(Dataset items)
^^^^^^^^

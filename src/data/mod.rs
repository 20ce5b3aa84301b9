/// Data layer: catalog types, loading, derivation, filtering and export.
///
/// Architecture:
/// ```text
///  .csv / .json / .parquet
///        │
///        ▼
///   ┌──────────┐
///   │  loader   │  read cells → RawTitle          (cache: reload on source change)
///   └──────────┘
///        │
///        ▼
///   ┌──────────┐
///   │  derive   │  parse dates / durations, impute, delay → Catalog
///   └──────────┘
///        │
///        ▼
///   ┌──────────┐
///   │  filter   │  FilterCriteria → FilteredView ──► export (CSV)
///   └──────────┘
///        │
///        ▼
///   ┌───────────┐
///   │ aggregate │  counts, delays, histogram, rankings → Aggregates
///   └───────────┘
/// ```

pub mod aggregate;
pub mod cache;
pub mod derive;
pub mod export;
pub mod filter;
pub mod loader;
pub mod model;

^^^^^^^^

◆ **Aim of the exercise**:
Within the entries above, find the string "export" and return each line that holds it.

◆ **Task answer**:
/// Data layer: catalog types, loading, derivation, filtering and export.
///   │  filter   │  FilterCriteria → FilteredView ──► export (CSV)
pub mod export;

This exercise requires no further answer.